• [Records for processing]:
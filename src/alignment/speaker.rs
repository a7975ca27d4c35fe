use std::sync::OnceLock;

use regex::Regex;

fn leading_label_re() -> &'static Regex {
    static RE: OnceLock<Regex> = OnceLock::new();
    RE.get_or_init(|| Regex::new(r"^\w+:\s*").expect("leading label pattern is valid"))
}

fn label_token_re() -> &'static Regex {
    static RE: OnceLock<Regex> = OnceLock::new();
    RE.get_or_init(|| Regex::new(r"^(\w+):").expect("label token pattern is valid"))
}

/// Removes a leading speaker-attribution token (`"DR:"`, `"JOHN: "`) so that
/// candidate spans are scored on utterance text alone.
pub(crate) fn strip_leading_label(text: &str) -> &str {
    match leading_label_re().find(text) {
        Some(m) => &text[m.end()..],
        None => text,
    }
}

/// Collapses runs of whitespace (including line breaks) to single spaces.
pub(crate) fn collapse_whitespace(text: &str) -> String {
    text.split_whitespace().collect::<Vec<_>>().join(" ")
}

/// Start offset of the line containing byte offset `pos`: one past the
/// nearest preceding newline, or 0.
pub(crate) fn line_start(text: &str, pos: usize) -> usize {
    text[..pos].rfind('\n').map(|i| i + 1).unwrap_or(0)
}

/// The speaker-label token opening the line that starts at `line_start`, if
/// the line carries one.
pub(crate) fn label_at(text: &str, line_start: usize) -> Option<&str> {
    label_token_re()
        .captures(&text[line_start..])
        .map(|c| c.get(1).expect("label capture group").as_str())
}
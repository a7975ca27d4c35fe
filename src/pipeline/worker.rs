use std::fs;
use std::path::{Path, PathBuf};

use rayon::prelude::*;

use crate::error::AlignError;
use crate::pipeline::discovery::RecordingPair;
use crate::pipeline::runtime::ChunkAligner;
use crate::types::WhisperTranscript;

pub const DEFAULT_WORKERS: usize = 10;

/// Outcome of one recording's load → align → write cycle.
#[derive(Debug)]
pub struct RecordingOutcome {
    pub id: String,
    pub result: Result<usize, AlignError>,
}

/// Runs the full per-recording cycle for every pair on a bounded worker pool.
///
/// Recordings are independent: each worker owns its ground truth, cursor and
/// output file, so no coordination is needed, and a failure in one recording
/// is captured in its outcome instead of aborting the others. `on_done` is
/// called once per finished recording (progress reporting).
pub fn process_corpus(
    aligner: &ChunkAligner,
    pairs: &[RecordingPair],
    out_dir: &Path,
    workers: usize,
    on_done: impl Fn(&RecordingOutcome) + Send + Sync,
) -> Result<Vec<RecordingOutcome>, AlignError> {
    fs::create_dir_all(out_dir).map_err(|e| AlignError::io("create output directory", e))?;

    let pool = rayon::ThreadPoolBuilder::new()
        .num_threads(workers.max(1))
        .build()
        .map_err(|e| AlignError::Runtime {
            context: "build worker pool",
            message: e.to_string(),
        })?;

    let outcomes = pool.install(|| {
        pairs
            .par_iter()
            .map(|pair| {
                let outcome = RecordingOutcome {
                    id: pair.id.clone(),
                    result: process_recording(aligner, pair, out_dir),
                };
                if let Err(err) = &outcome.result {
                    tracing::error!(id = outcome.id.as_str(), %err, "recording failed");
                }
                on_done(&outcome);
                outcome
            })
            .collect()
    });
    Ok(outcomes)
}

/// Loads one recording, aligns it fully in memory, and writes the aligned
/// pairs once. Returns the number of pairs written.
pub fn process_recording(
    aligner: &ChunkAligner,
    pair: &RecordingPair,
    out_dir: &Path,
) -> Result<usize, AlignError> {
    let whisper_json = fs::read_to_string(&pair.whisper_path)
        .map_err(|e| AlignError::io("read whisper transcript", e))?;
    let transcript: WhisperTranscript = serde_json::from_str(&whisper_json)
        .map_err(|e| AlignError::json("parse whisper transcript", e))?;
    let ground_truth = fs::read_to_string(&pair.ground_truth_path)
        .map_err(|e| AlignError::io("read ground-truth text", e))?;

    let aligned = aligner.align_recording(&transcript.words, &ground_truth);
    let out_path = out_dir.join(format!("{}.json", pair.id));
    write_json_atomic(&out_path, &aligned)?;
    Ok(aligned.len())
}

/// Serializes to a sibling temp file and renames it into place, so a crash
/// mid-write never leaves a truncated output file.
fn write_json_atomic<T: serde::Serialize>(path: &Path, value: &T) -> Result<(), AlignError> {
    let json =
        serde_json::to_string_pretty(value).map_err(|e| AlignError::json("serialize output", e))?;
    let tmp_path = tmp_sibling(path);
    fs::write(&tmp_path, json).map_err(|e| AlignError::io("write temp output file", e))?;
    if let Err(e) = fs::rename(&tmp_path, path) {
        let _ = fs::remove_file(&tmp_path);
        return Err(AlignError::io("rename output file into place", e));
    }
    Ok(())
}

fn tmp_sibling(path: &Path) -> PathBuf {
    let mut name = path.file_name().unwrap_or_default().to_os_string();
    name.push(".tmp");
    path.with_file_name(name)
}

#[cfg(test)]
mod tests {
    use super::*;
    use crate::config::AlignConfig;
    use crate::pipeline::builder::ChunkAlignerBuilder;
    use crate::types::AlignedPair;

    fn temp_dirs(tag: &str) -> (PathBuf, PathBuf, PathBuf) {
        let root = std::env::temp_dir().join(format!("chunkalign_worker_{tag}"));
        let _ = fs::remove_dir_all(&root);
        let whisper_dir = root.join("whisper");
        let gt_dir = root.join("gt");
        let out_dir = root.join("out");
        fs::create_dir_all(&whisper_dir).expect("create whisper dir");
        fs::create_dir_all(&gt_dir).expect("create gt dir");
        (whisper_dir, gt_dir, out_dir)
    }

    fn write_recording(whisper_dir: &Path, gt_dir: &Path, id: &str) {
        let words = r#"{"words": [
            {"word": "hello", "start": 0.0, "end": 0.5},
            {"word": "there", "start": 0.5, "end": 1.0}
        ]}"#;
        fs::write(whisper_dir.join(format!("{id}.json")), words).expect("write json");
        fs::write(gt_dir.join(format!("{id}.txt")), "A: hello there\n").expect("write txt");
    }

    #[test]
    fn processes_recording_and_writes_output() {
        let (whisper_dir, gt_dir, out_dir) = temp_dirs("single");
        write_recording(&whisper_dir, &gt_dir, "rec1");
        let pair = RecordingPair {
            id: "rec1".to_string(),
            whisper_path: whisper_dir.join("rec1.json"),
            ground_truth_path: gt_dir.join("rec1.txt"),
        };
        fs::create_dir_all(&out_dir).expect("create out dir");

        let aligner = ChunkAlignerBuilder::new(AlignConfig::default()).build();
        let written = process_recording(&aligner, &pair, &out_dir).expect("process");
        assert_eq!(written, 1);

        let output = fs::read_to_string(out_dir.join("rec1.json")).expect("read output");
        let pairs: Vec<AlignedPair> = serde_json::from_str(&output).expect("parse output");
        assert_eq!(pairs[0].whisper_chunk, "hello there");
        assert_eq!(pairs[0].gt_chunk, "A: hello there");
    }

    #[test]
    fn one_bad_recording_does_not_abort_the_rest() {
        let (whisper_dir, gt_dir, out_dir) = temp_dirs("isolated");
        write_recording(&whisper_dir, &gt_dir, "good");
        fs::write(whisper_dir.join("bad.json"), "not json at all").expect("write bad json");
        fs::write(gt_dir.join("bad.txt"), "whatever").expect("write bad txt");

        let pairs = vec![
            RecordingPair {
                id: "bad".to_string(),
                whisper_path: whisper_dir.join("bad.json"),
                ground_truth_path: gt_dir.join("bad.txt"),
            },
            RecordingPair {
                id: "good".to_string(),
                whisper_path: whisper_dir.join("good.json"),
                ground_truth_path: gt_dir.join("good.txt"),
            },
        ];

        let aligner = ChunkAlignerBuilder::new(AlignConfig::default()).build();
        let outcomes = process_corpus(&aligner, &pairs, &out_dir, 2, |_| {}).expect("corpus");
        assert_eq!(outcomes.len(), 2);
        let failed: Vec<&str> = outcomes
            .iter()
            .filter(|o| o.result.is_err())
            .map(|o| o.id.as_str())
            .collect();
        assert_eq!(failed, ["bad"]);
        assert!(out_dir.join("good.json").exists());
        assert!(!out_dir.join("bad.json").exists());
    }

    #[test]
    fn atomic_write_leaves_no_temp_file() {
        let root = std::env::temp_dir().join("chunkalign_worker_atomic");
        let _ = fs::remove_dir_all(&root);
        fs::create_dir_all(&root).expect("create root");
        let path = root.join("out.json");
        write_json_atomic(&path, &vec!["a", "b"]).expect("write");
        assert!(path.exists());
        assert!(!root.join("out.json.tmp").exists());
    }
}
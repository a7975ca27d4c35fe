mod boundaries;
mod matcher;
mod segmenter;
mod sequencer;
mod speaker;

pub use matcher::best_match;
pub use segmenter::segment_by_duration;
pub use sequencer::align_chunks;
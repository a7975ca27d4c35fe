use thiserror::Error;

#[derive(Debug, Error)]
pub enum AlignError {
    #[error("I/O error while {context}: {source}")]
    Io {
        context: &'static str,
        #[source]
        source: std::io::Error,
    },
    #[error("JSON parse error while {context}: {source}")]
    Json {
        context: &'static str,
        #[source]
        source: serde_json::Error,
    },
    #[error("{context}: {message}")]
    Runtime {
        context: &'static str,
        message: String,
    },
}

impl AlignError {
    pub(crate) fn io(context: &'static str, source: std::io::Error) -> Self {
        Self::Io { context, source }
    }

    pub(crate) fn json(context: &'static str, source: serde_json::Error) -> Self {
        Self::Json { context, source }
    }
}
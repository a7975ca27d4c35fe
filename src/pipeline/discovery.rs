use std::fs;
use std::path::{Path, PathBuf};

use crate::error::AlignError;

/// One recording's input files, keyed by the shared base identifier
/// (`<id>.json` whisper transcript plus `<id>.txt` ground truth).
#[derive(Debug, Clone, PartialEq, Eq)]
pub struct RecordingPair {
    pub id: String,
    pub whisper_path: PathBuf,
    pub ground_truth_path: PathBuf,
}

/// Pairs every `*.json` file in `whisper_dir` with its `<id>.txt` counterpart
/// in `ground_truth_dir`. Transcripts without a counterpart are logged and
/// skipped rather than failing the run. Results are sorted by id so corpus
/// runs are deterministic.
pub fn discover_pairs(
    whisper_dir: &Path,
    ground_truth_dir: &Path,
) -> Result<Vec<RecordingPair>, AlignError> {
    let entries =
        fs::read_dir(whisper_dir).map_err(|e| AlignError::io("read whisper directory", e))?;

    let mut pairs = Vec::new();
    for entry in entries {
        let entry = entry.map_err(|e| AlignError::io("read whisper directory entry", e))?;
        let path = entry.path();
        if path
            .extension()
            .and_then(|ext| ext.to_str())
            .is_none_or(|ext| !ext.eq_ignore_ascii_case("json"))
        {
            continue;
        }
        let Some(id) = path.file_stem().and_then(|stem| stem.to_str()) else {
            continue;
        };

        let ground_truth_path = ground_truth_dir.join(format!("{id}.txt"));
        if !ground_truth_path.exists() {
            tracing::warn!(id, "no ground-truth text for whisper transcript; skipping");
            continue;
        }
        pairs.push(RecordingPair {
            id: id.to_string(),
            whisper_path: path,
            ground_truth_path,
        });
    }

    pairs.sort_by(|a, b| a.id.cmp(&b.id));
    Ok(pairs)
}
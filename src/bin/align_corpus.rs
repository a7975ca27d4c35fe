use std::path::PathBuf;
use std::sync::atomic::{AtomicUsize, Ordering};
use std::time::Instant;

use clap::Parser;
use indicatif::{ProgressBar, ProgressStyle};
use tracing_subscriber::EnvFilter;

use chunkalign::pipeline::discovery;
use chunkalign::pipeline::worker;
use chunkalign::{AlignConfig, ChunkAlignerBuilder, ShortChunkPolicy};

#[derive(Debug, Parser)]
#[command(name = "align_corpus")]
#[command(about = "Align whisper word-timestamp transcripts against ground-truth texts")]
struct Args {
    /// Directory of per-recording `<id>.json` whisper transcripts.
    #[arg(long, env = "CHUNKALIGN_WHISPER_DIR")]
    whisper_dir: PathBuf,
    /// Directory of per-recording `<id>.txt` ground-truth texts.
    #[arg(long, env = "CHUNKALIGN_GROUND_TRUTH_DIR")]
    ground_truth_dir: PathBuf,
    /// Directory for the per-recording aligned `<id>.json` outputs.
    #[arg(long, env = "CHUNKALIGN_OUT_DIR")]
    out_dir: PathBuf,
    /// Chunk duration bound in seconds.
    #[arg(long, env = "CHUNKALIGN_DURATION", default_value_t = AlignConfig::DEFAULT_CHUNK_DURATION_SECS)]
    duration: f64,
    /// Worker pool size; recordings are aligned in parallel, chunks within a
    /// recording never are.
    #[arg(long, env = "CHUNKALIGN_WORKERS", default_value_t = worker::DEFAULT_WORKERS)]
    workers: usize,
    /// Align chunks with fewer than two words instead of skipping them.
    #[arg(long, env = "CHUNKALIGN_KEEP_SHORT_CHUNKS", default_value_t = false)]
    keep_short_chunks: bool,
}

fn main() {
    tracing_subscriber::fmt()
        .with_env_filter(EnvFilter::from_default_env())
        .init();
    if run().is_err() {
        std::process::exit(1);
    }
}

fn run() -> Result<(), String> {
    let args = Args::parse();
    if !args.duration.is_finite() || args.duration <= 0.0 {
        return Err(format!(
            "--duration must be a positive number of seconds, got {}",
            args.duration
        ));
    }

    let pairs = discovery::discover_pairs(&args.whisper_dir, &args.ground_truth_dir)
        .map_err(|err| format!("corpus discovery failed: {err}"))?;
    if pairs.is_empty() {
        return Err(format!(
            "no paired recordings found under '{}' and '{}'",
            args.whisper_dir.display(),
            args.ground_truth_dir.display()
        ));
    }

    let config = AlignConfig {
        chunk_duration_secs: args.duration,
        short_chunk_policy: if args.keep_short_chunks {
            ShortChunkPolicy::PassThrough
        } else {
            ShortChunkPolicy::Skip
        },
        ..AlignConfig::default()
    };
    let aligner = ChunkAlignerBuilder::new(config).build();

    let progress = ProgressBar::new(pairs.len() as u64);
    progress.set_style(
        ProgressStyle::with_template(
            "[{elapsed_precise}] [{wide_bar:.cyan/blue}] {pos}/{len} ({eta}) {msg}",
        )
        .unwrap_or_else(|_| ProgressStyle::default_bar())
        .progress_chars("=>-"),
    );
    progress.set_message("aligning...");

    let started = Instant::now();
    let written_pairs = AtomicUsize::new(0);
    let outcomes = worker::process_corpus(&aligner, &pairs, &args.out_dir, args.workers, |done| {
        if let Ok(count) = &done.result {
            written_pairs.fetch_add(*count, Ordering::Relaxed);
        }
        progress.inc(1);
    })
    .map_err(|err| format!("corpus processing failed: {err}"))?;
    progress.finish_with_message("alignment pass complete");

    let failures: Vec<&worker::RecordingOutcome> =
        outcomes.iter().filter(|o| o.result.is_err()).collect();
    for outcome in &failures {
        if let Err(err) = &outcome.result {
            eprintln!("{}: {err}", outcome.id);
        }
    }
    println!(
        "aligned {} recording(s) ({} pair(s), {} failed) in {:.2}s -> {}",
        outcomes.len() - failures.len(),
        written_pairs.load(Ordering::Relaxed),
        failures.len(),
        started.elapsed().as_secs_f64(),
        args.out_dir.display()
    );

    if failures.len() == outcomes.len() {
        return Err("every recording failed".to_string());
    }
    Ok(())
}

• [Problem]:
From the entries above, copy every line containing the word "Parser".

• [Exercise solution]:
use clap::Parser;
#[derive(Debug, Parser)]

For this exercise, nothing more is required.